OVERLAND PARK, Kan. — Residents in one Overland Park community have long fought against an apartment complex going in their neighborhood.

Now, there’s been recent chatter that the idea has resurfaced, and neighbors in Deer Creek are not happy.

Overgrown and untouched for about six years, the Deer Creek golf course doesn’t make a great back drop for a back porch.

Jorge Cadenas said the vast majority of neighbors want the greens and golf course revived, but building an apartment complex on the property would be a swing and a miss.

“I’m just so frustrated with the process,” Cadenas said.

He lives in the Deer Creek neighborhood and has heard recent rumblings that the developer is entertaining the idea of an apartment complex once again.

FOX4 asked developer and owner GreatLife KC if that plan is in the works. A spokesperson said: “We continue to look for a great solution and have nothing to say at this point.”

Cadenas said this is a rezoning battle they already won back in February.

“They’re not listening,” Cadenas said. “Even though we’ve all been in really strong opposition to this development, we don’t believe it’s right to take existing land use that’s already been zoned appropriately and changing that. There’s other vacant land in our city to do those kinds of projects.”
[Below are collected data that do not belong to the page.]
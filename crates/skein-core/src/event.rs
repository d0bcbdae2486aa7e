use serde::{Deserialize, Serialize};

// ---------------------------------------------------------------------------
// StoredEvent
// ---------------------------------------------------------------------------

/// An event as persisted by the event store.
///
/// `seq` is assigned by the store at append time and is strictly
/// monotonically increasing within a stream, starting at 1. All events of a
/// single append batch share one `timestamp`.
///
/// The payload type is generic: the transport layer moves
/// `StoredEvent<serde_json::Value>` around without interpreting it, while the
/// accumulator works on `StoredEvent<StreamEvent>`.
#[derive(Debug, Clone, PartialEq, Serialize, Deserialize)]
#[serde(rename_all = "camelCase")]
pub struct StoredEvent<T> {
    pub seq: u64,
    /// RFC 3339 with millisecond precision.
    pub timestamp: String,
    pub stream_id: String,
    pub event: T,
}

impl<T> StoredEvent<T> {
    /// Map the payload, keeping seq/timestamp/stream identity intact.
    pub fn map<U>(self, f: impl FnOnce(T) -> U) -> StoredEvent<U> {
        StoredEvent {
            seq: self.seq,
            timestamp: self.timestamp,
            stream_id: self.stream_id,
            event: f(self.event),
        }
    }
}

// ---------------------------------------------------------------------------
// StreamEvent: the producer event vocabulary
// ---------------------------------------------------------------------------

/// Fine-grained events emitted by a producer during a run.
///
/// Serialized with a `kind` discriminator:
///
/// ```json
/// { "kind": "text-delta", "delta": "Hel" }
/// { "kind": "tool-call", "toolCallId": "tc-1", "toolName": "search", "input": {} }
/// ```
///
/// The store and transport never interpret these; only the accumulator does.
/// Unknown kinds are tolerated there (skipped with a warning), so producers
/// may extend the vocabulary without breaking older readers.
#[derive(Debug, Clone, PartialEq, Serialize, Deserialize)]
#[serde(tag = "kind", rename_all = "kebab-case", rename_all_fields = "camelCase")]
pub enum StreamEvent {
    /// Incremental assistant text. Consecutive deltas coalesce into one part.
    TextDelta { delta: String },
    /// A complete reasoning fragment.
    Reasoning { text: String },
    /// The model invoked a tool. Closes the assistant message in progress.
    ToolCall {
        tool_call_id: String,
        tool_name: String,
        input: serde_json::Value,
    },
    /// A tool finished. Emitted as its own `tool` role message.
    ToolResult {
        tool_call_id: String,
        tool_name: String,
        output: serde_json::Value,
        is_error: bool,
    },
    /// A file produced mid-run (e.g. an image the model generated).
    File {
        mime_type: String,
        url: String,
        #[serde(default, skip_serializing_if = "Option::is_none")]
        name: Option<String>,
    },
    /// Start of a model step.
    StepStart,
    /// End of a model step; flushes any pending text part.
    StepEnd,
    /// Producer-side failure. Terminates accumulation.
    Error { message: String },
}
GreatLife KC closed the golf course in April after Overland Park City Council denied the rezoning request related to plans to construct an apartment complex on the property.
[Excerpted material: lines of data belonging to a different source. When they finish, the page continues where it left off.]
//! End-to-end replay -> live handover (axum transport).
//!
//! Pre-populates a stream, subscribes, and broadcasts more events while the
//! replay is still draining. The subscriber must observe every seq exactly
//! once, in order, with a single replay-end between history and tail.

use axum::routing::get;
use axum::Router;
use skein_protocol::{ClientMessage, ServerMessage};
use skein_server::{ws_handler, FanoutConfig, FanoutHub};
use skein_store::EventStore;
use skein_test_utils::{event_values, MockWsClient};
use std::sync::Arc;
use std::time::Duration;
use tokio::sync::Mutex;

async fn start_axum_server(hub: FanoutHub) -> std::net::SocketAddr {
    let app = Router::new()
        .route("/ws/v1/subscribe", get(ws_handler))
        .with_state(hub);
    let listener = tokio::net::TcpListener::bind("127.0.0.1:0")
        .await
        .expect("failed to bind server");
    let addr = listener.local_addr().unwrap();
    tokio::spawn(async move {
        axum::serve(listener, app).await.expect("server error");
    });
    tokio::time::sleep(Duration::from_millis(20)).await;
    addr
}

async fn append_and_broadcast(
    hub: &FanoutHub,
    store: &Arc<Mutex<EventStore>>,
    stream_id: &str,
    count: u64,
) {
    let stored = store
        .lock()
        .await
        .append(stream_id, &event_values(count))
        .unwrap();
    hub.broadcast(stream_id, &stored).await;
}

#[tokio::test]
async fn replay_live_handover_yields_every_seq_exactly_once() {
    let store = Arc::new(Mutex::new(EventStore::open_in_memory().unwrap()));
    let hub = FanoutHub::new(store.clone(), FanoutConfig::default());
    let addr = start_axum_server(hub.clone()).await;

    // History: seqs 1..=500.
    append_and_broadcast(&hub, &store, "s1", 500).await;

    let url = format!("ws://{addr}/ws/v1/subscribe");
    let mut client = MockWsClient::connect_and_handshake(&url).await.unwrap();
    client
        .send_message(&ClientMessage::Subscribe {
            stream_id: "s1".to_owned(),
            after_seq: 0,
        })
        .await
        .unwrap();

    // Concurrent producer: seqs 501..=1000 in small batches while the
    // replay slice is still going out.
    let producer = {
        let hub = hub.clone();
        let store = store.clone();
        tokio::spawn(async move {
            for _ in 0..10 {
                append_and_broadcast(&hub, &store, "s1", 50).await;
                tokio::time::sleep(Duration::from_millis(2)).await;
            }
        })
    };

    let mut seqs: Vec<u64> = Vec::new();
    let mut replay_end: Option<(u64, usize)> = None;
    while seqs.len() < 1000 {
        let frame = tokio::time::timeout(Duration::from_secs(10), client.recv_message())
            .await
            .expect("timed out waiting for events")
            .unwrap();
        match frame {
            ServerMessage::Event { event, .. } => seqs.push(event.seq),
            ServerMessage::ReplayEnd { last_replay_seq, .. } => {
                assert!(replay_end.is_none(), "replay-end must appear exactly once");
                replay_end = Some((last_replay_seq, seqs.len()));
            }
            other => panic!("unexpected frame {other:?}"),
        }
    }
    producer.await.unwrap();

    // Exactly 1..=1000, strictly increasing: no gaps, no duplicates.
    assert_eq!(seqs, (1..=1000).collect::<Vec<u64>>());

    // The promotion marker sits exactly at its watermark: every event before
    // it has seq <= lastReplaySeq, everything after is the live tail.
    let (last_replay_seq, events_before) = replay_end.expect("replay-end was delivered");
    assert!(last_replay_seq >= 500, "snapshot must cover the pre-populated history");
    assert_eq!(events_before as u64, last_replay_seq);

    client.close().await.unwrap();
}

#[tokio::test]
async fn subscribe_at_head_promotes_without_any_replay() {
    let store = Arc::new(Mutex::new(EventStore::open_in_memory().unwrap()));
    let hub = FanoutHub::new(store.clone(), FanoutConfig::default());
    let addr = start_axum_server(hub.clone()).await;

    append_and_broadcast(&hub, &store, "s1", 7).await;

    let url = format!("ws://{addr}/ws/v1/subscribe");
    let mut client = MockWsClient::connect_and_handshake(&url).await.unwrap();
    client
        .send_message(&ClientMessage::Subscribe {
            stream_id: "s1".to_owned(),
            after_seq: 7,
        })
        .await
        .unwrap();

    let (seqs, last_replay_seq) = client.drain_replay("s1").await.unwrap();
    assert!(seqs.is_empty());
    assert_eq!(last_replay_seq, 7);

    // And the subscription is genuinely live.
    append_and_broadcast(&hub, &store, "s1", 1).await;
    match client.recv_message().await.unwrap() {
        ServerMessage::Event { event, .. } => assert_eq!(event.seq, 8),
        other => panic!("expected live event, got {other:?}"),
    }
}

#[tokio::test]
async fn multiple_subscribers_receive_independent_streams() {
    let store = Arc::new(Mutex::new(EventStore::open_in_memory().unwrap()));
    let hub = FanoutHub::new(store.clone(), FanoutConfig::default());
    let addr = start_axum_server(hub.clone()).await;

    append_and_broadcast(&hub, &store, "a", 3).await;
    append_and_broadcast(&hub, &store, "b", 2).await;

    let url = format!("ws://{addr}/ws/v1/subscribe");
    let mut first = MockWsClient::connect_and_handshake(&url).await.unwrap();
    let mut second = MockWsClient::connect_and_handshake(&url).await.unwrap();

    first
        .send_message(&ClientMessage::Subscribe {
            stream_id: "a".to_owned(),
            after_seq: 0,
        })
        .await
        .unwrap();
    second
        .send_message(&ClientMessage::Subscribe {
            stream_id: "b".to_owned(),
            after_seq: 0,
        })
        .await
        .unwrap();

    let (seqs_a, head_a) = first.drain_replay("a").await.unwrap();
    let (seqs_b, head_b) = second.drain_replay("b").await.unwrap();
    assert_eq!((seqs_a, head_a), (vec![1, 2, 3], 3));
    assert_eq!((seqs_b, head_b), (vec![1, 2], 2));

    // A broadcast on "a" reaches only the "a" subscriber.
    append_and_broadcast(&hub, &store, "a", 1).await;
    match first.recv_message().await.unwrap() {
        ServerMessage::Event { stream_id, event } => {
            assert_eq!(stream_id, "a");
            assert_eq!(event.seq, 4);
        }
        other => panic!("unexpected frame {other:?}"),
    }
}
Over the summer, the council did approve a plan to turn the golf course into a new subdivision with 68 single-family homes. 

As for resurrecting the apartment project, Mayor Curt Skoog said the city has not received any official applications.

“The property owner came to me earlier this year and said he really would like to save the golf course and keep the golf course open, and he wondered if there was any way that could happen,” Skoog said. “And what I said is, ‘I would encourage you, if you’re interested in revisiting that plan, is to talk to the neighborhood.'”

Councilman Faris Farassati believes the mayor is behind the effort to revive the project, but Skoog said that’s simply not true. 

“The elected officials, the office of the mayor, the city hall should stay out of this advocacy function,” Farassati said, “or they should recuse themselves from voting on it.”

“I do not make my decisions rezoning applications until the project is presented to us at the council, and we have a public hearing, and it is presented before us,” Skoog said.

The mayor is meeting with several neighbors who are against the development on Friday.